Retail drives based on the Silicon Motion SM2262EN controller have arrived. The ADATA SX8200 Pro and HP EX950 are nearly identical drives that are replacing last year's flagship models from both brands.

Silicon Motion's first NVMe SSD controller felt very much like a version 1.0 product. Despite any PR and marketing to the contrary, none of the products which used that SM2260 controller were able to compete with high-end drives like those from Samsung. Silicon Motion (SMI) followed it up last year with a second generation of controllers that completely changed the game: drives using the high-end SM2262 controller were able to set several performance records while being far more affordable than NVMe SSDs from the top brands. Now a new wave of high-end SMI-based drives has arrived, powered by the SM2262EN controller, a minor update to the SM2262 that makes it essentially version 2.1 of Silicon Motion's NVMe controller architecture.

Comparing and Contrasting Two Near-Identical High-End Drives 

Last year we reviewed an engineering sample of the SM2262EN platform with an early firmware version. Today we're looking at two final retail products based on the same controller. The ADATA XPG SX8200 Pro and HP EX950 are direct replacements for two of the most successful NVMe SSDs from last year (the SX8200 and EX920, which used the older SM2262 controller). Together, those two drives have dominated the consumer NVMe market for almost a year with the best combination of high performance and reasonable prices.

Silicon Motion still hasn't detailed what if any hardware changes the SM2262EN brings; it's still an 8-channel NVMe controller with a PCIe 3.0 x4 host interface and a pair of Arm Cortex-R series processor cores. What has changed drastically is the firmware, which Silicon Motion has tuned to provide the highest peak performance possible. This lets drive vendors advertise performance specs that rival the fastest flash-based SSDs on the market, but those specs usually don't have much relation to real-world performance. SM2262EN controller and firmware platform makes very different tradeoffs than the SM2262, and the improvements to peak performance on the SM2262EN have unavoidable costs elsewhere.

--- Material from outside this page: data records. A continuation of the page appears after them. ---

// SPDX-FileCopyrightText: 2026 Evobridge Contributors
// SPDX-License-Identifier: MIT OR Apache-2.0

//! Integration tests for the Evobridge configuration system.

use evobridge_config::diagnostic::ConfigError;
use evobridge_config::model::EvobridgeConfig;
use evobridge_config::{load_and_validate_path, load_and_validate_str, load_config_from_str};
use serial_test::serial;

/// Valid TOML with all known fields deserializes successfully.
#[test]
fn valid_toml_deserializes_into_config() {
    let toml = r#"
[service]
name = "bridge-eu"
log_level = "debug"

[evolution]
api_url = "https://evo.example.com"
api_key = "secret"
webhook_url = "https://bridge.example.com/webhooks/evolution"
state_timeout_secs = 3
request_timeout_secs = 20

[storage]
database_path = "/tmp/evobridge-test.db"
wal_mode = false

[supervisor]
check_interval_secs = 60
max_retries = 5

[gateway]
host = "0.0.0.0"
port = 8088
bearer_token = "tok"

[prometheus]
enabled = false
"#;

    let config = load_config_from_str(toml).expect("valid TOML should deserialize");
    assert_eq!(config.service.name, "bridge-eu");
    assert_eq!(config.service.log_level, "debug");
    assert_eq!(config.evolution.api_url, "https://evo.example.com");
    assert_eq!(config.evolution.api_key.as_deref(), Some("secret"));
    assert_eq!(config.evolution.state_timeout_secs, 3);
    assert_eq!(config.evolution.request_timeout_secs, 20);
    assert_eq!(config.storage.database_path, "/tmp/evobridge-test.db");
    assert!(!config.storage.wal_mode);
    assert_eq!(config.supervisor.check_interval_secs, 60);
    assert_eq!(config.supervisor.max_retries, 5);
    // Unset supervisor keys keep their defaults.
    assert_eq!(config.supervisor.health_interval_secs, 900);
    assert_eq!(config.gateway.port, 8088);
    assert_eq!(config.gateway.bearer_token.as_deref(), Some("tok"));
    assert!(!config.prometheus.enabled);
}

/// Defaults equal the supervisor constants.
#[test]
fn supervisor_defaults_match_constants() {
    let config = load_config_from_str("").expect("empty TOML should use defaults");
    let sup = &config.supervisor;
    assert!(sup.enabled);
    assert_eq!(sup.check_interval_secs, 120);
    assert_eq!(sup.health_interval_secs, 900);
    assert_eq!(sup.reset_interval_secs, 3600);
    assert_eq!(sup.stale_after_secs, 1800);
    assert_eq!(sup.monitor_window_secs, 3600);
    assert_eq!(sup.max_retries, 3);
    assert_eq!(sup.restart_settle_secs, 5);
    assert_eq!(sup.recreate_settle_secs, 2);
    assert_eq!(sup.remediation_timeout_secs, 30);
    assert_eq!(sup.event_buffer, 256);

    assert_eq!(config.evolution.state_timeout_secs, 5);
    assert_eq!(config.evolution.request_timeout_secs, 30);
    assert_eq!(config.evolution.health_path, "/health");
    assert!(config.evolution.api_key.is_none());
    assert_eq!(config.service.name, "evobridge");
    assert_eq!(config.service.log_level, "info");
    assert!(config.storage.wal_mode);
    assert_eq!(config.gateway.host, "127.0.0.1");
    assert!(config.prometheus.enabled);
}

/// Unknown field in [supervisor] is rejected.
#[test]
fn unknown_field_in_supervisor_produces_error() {
    let toml = r#"
[supervisor]
max_retires = 4
"#;

    let err = load_config_from_str(toml).expect_err("should reject unknown field");
    let err_str = format!("{err}");
    assert!(
        err_str.contains("unknown field") || err_str.contains("max_retires"),
        "error should mention unknown field or the bad key, got: {err_str}"
    );
}

/// Unexpected top-level section is rejected by deny_unknown_fields.
#[test]
fn deny_unknown_fields_at_top_level() {
    let toml = r#"
[crm]
token = "x"
"#;

    let err = load_config_from_str(toml).expect_err("unknown top-level section should be rejected");
    let err_str = format!("{err}");
    assert!(
        err_str.contains("unknown field") || err_str.contains("crm"),
        "error should mention unknown field, got: {err_str}"
    );
}

/// Dotted overrides (what the env provider produces) land in the right field.
#[test]
fn dotted_override_sets_underscored_key() {
    use figment::{Figment, providers::Serialized};

    let config: EvobridgeConfig = Figment::new()
        .merge(Serialized::defaults(EvobridgeConfig::default()))
        .merge(("evolution.api_key", "from-env"))
        .merge(("supervisor.max_retries", 7))
        .extract()
        .expect("should set keys via dot notation");

    assert_eq!(config.evolution.api_key.as_deref(), Some("from-env"));
    assert_eq!(config.supervisor.max_retries, 7);
}

/// EVOBRIDGE_* variables override file values.
#[test]
#[serial]
fn env_var_overrides_file() {
    let dir = tempfile::tempdir().unwrap();
    let path = dir.path().join("evobridge.toml");
    std::fs::write(&path, "[evolution]\napi_key = \"from-file\"\n").unwrap();

    // SAFETY: serialized with other env-mutating tests.
    unsafe { std::env::set_var("EVOBRIDGE_EVOLUTION_API_KEY", "from-env") };
    let result = load_and_validate_path(&path);
    unsafe { std::env::remove_var("EVOBRIDGE_EVOLUTION_API_KEY") };

    let config = result.expect("config should load");
    assert_eq!(config.evolution.api_key.as_deref(), Some("from-env"));
}

/// Missing config files are silently skipped.
#[test]
#[serial]
fn missing_config_file_uses_defaults() {
    let config = load_and_validate_path(std::path::Path::new("/nonexistent/evobridge.toml"))
        .expect("missing file should be skipped");
    assert_eq!(config.supervisor.max_retries, 3);
}

/// Unknown key produces an UnknownKey diagnostic with a suggestion.
#[test]
fn diagnostic_suggests_valid_key() {
    let toml = r#"
[supervisor]
max_retires = 4
"#;

    let errors = load_and_validate_str(toml).expect_err("should produce errors");
    let found = errors.iter().any(|e| {
        matches!(e, ConfigError::UnknownKey { key, suggestion, valid_keys, .. } if {
            key == "max_retires"
                && suggestion.as_deref() == Some("max_retries")
                && valid_keys.contains("check_interval_secs")
        })
    });
    assert!(found, "expected UnknownKey for max_retires, got: {errors:?}");
}

/// Unknown key in a file resolves a source span.
#[test]
#[serial]
fn diagnostic_unknown_key_in_file_has_span() {
    let dir = tempfile::tempdir().unwrap();
    let path = dir.path().join("evobridge.toml");
    std::fs::write(&path, "[gateway]\nprot = 8080\n").unwrap();

    let errors = load_and_validate_path(&path).expect_err("should produce errors");
    let span = errors.iter().find_map(|e| match e {
        ConfigError::UnknownKey { key, span, .. } if key == "prot" => Some(*span),
        _ => None,
    });
    let span = span.expect("UnknownKey for prot").expect("span resolved");
    assert_eq!(span.offset(), "[gateway]\n".len());
    assert_eq!(span.len(), 4);
}

/// String where a number is expected produces InvalidType.
#[test]
fn diagnostic_invalid_type() {
    let toml = r#"
[supervisor]
check_interval_secs = "two minutes"
"#;

    let errors = load_and_validate_str(toml).expect_err("should reject invalid type");
    assert!(
        errors.iter().any(|e| matches!(
            e,
            ConfigError::InvalidType { key, .. } if key.contains("check_interval_secs")
        )),
        "got: {errors:?}"
    );
}

/// Validation runs after a successful load.
#[test]
fn validation_rejects_zero_interval_and_retries() {
    let toml = r#"
[supervisor]
health_interval_secs = 0
max_retries = 0
"#;

    let errors = load_and_validate_str(toml).expect_err("should fail validation");
    assert!(errors.iter().any(|e| matches!(
        e,
        ConfigError::Validation { message } if message.contains("health_interval_secs")
    )));
    assert!(errors.iter().any(|e| matches!(
        e,
        ConfigError::Validation { message } if message.contains("max_retries")
    )));
}

/// ConfigError renders through miette with its help text.
#[test]
fn config_error_renders_with_miette() {
    use miette::{Diagnostic, GraphicalReportHandler};

    let error = ConfigError::UnknownKey {
        key: "prot".to_string(),
        suggestion: Some("port".to_string()),
        valid_keys: "enabled, host, port, bearer_token".to_string(),
        span: None,
        src: None,
    };

    assert!(error.code().is_some());
    let help = error.help().expect("help text").to_string();
    assert!(help.contains("did you mean `port`"), "got: {help}");

    let mut buf = String::new();
    GraphicalReportHandler::new()
        .render_report(&mut buf, &error)
        .expect("should render");
    assert!(buf.contains("prot"));
}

Silicon Motion SM2262(EN) Controller Block Diagram

The most significant advertised improvements for SM2262EN drives over their predecessors are to write speeds, with both sequential and random write performance increasing by 50% or more. Sequential and random reads have also improved, but by a more modest 10–20%. Aside from these changes, the new SM2262EN drives are drop-in replacements for the outgoing models, with similar write endurance and power consumption ratings. Prices are higher for the new models due simply to their novelty, but we expect them to fall back down to the same levels as their predecessors once supplies of the older models start to dry up (and this is already happening for some capacities).

The ADATA XPG SX8200 Pro

ADATA's gaming brand, XPG, has now been releasing storage drives for a number of generations. The older SX8200 was popular, and in December the company launched an entry level SX6000 Lite for the low cost market. The SX8200 is set to spring as an XPG performance drive, offering capacities from 256GB to 2TB.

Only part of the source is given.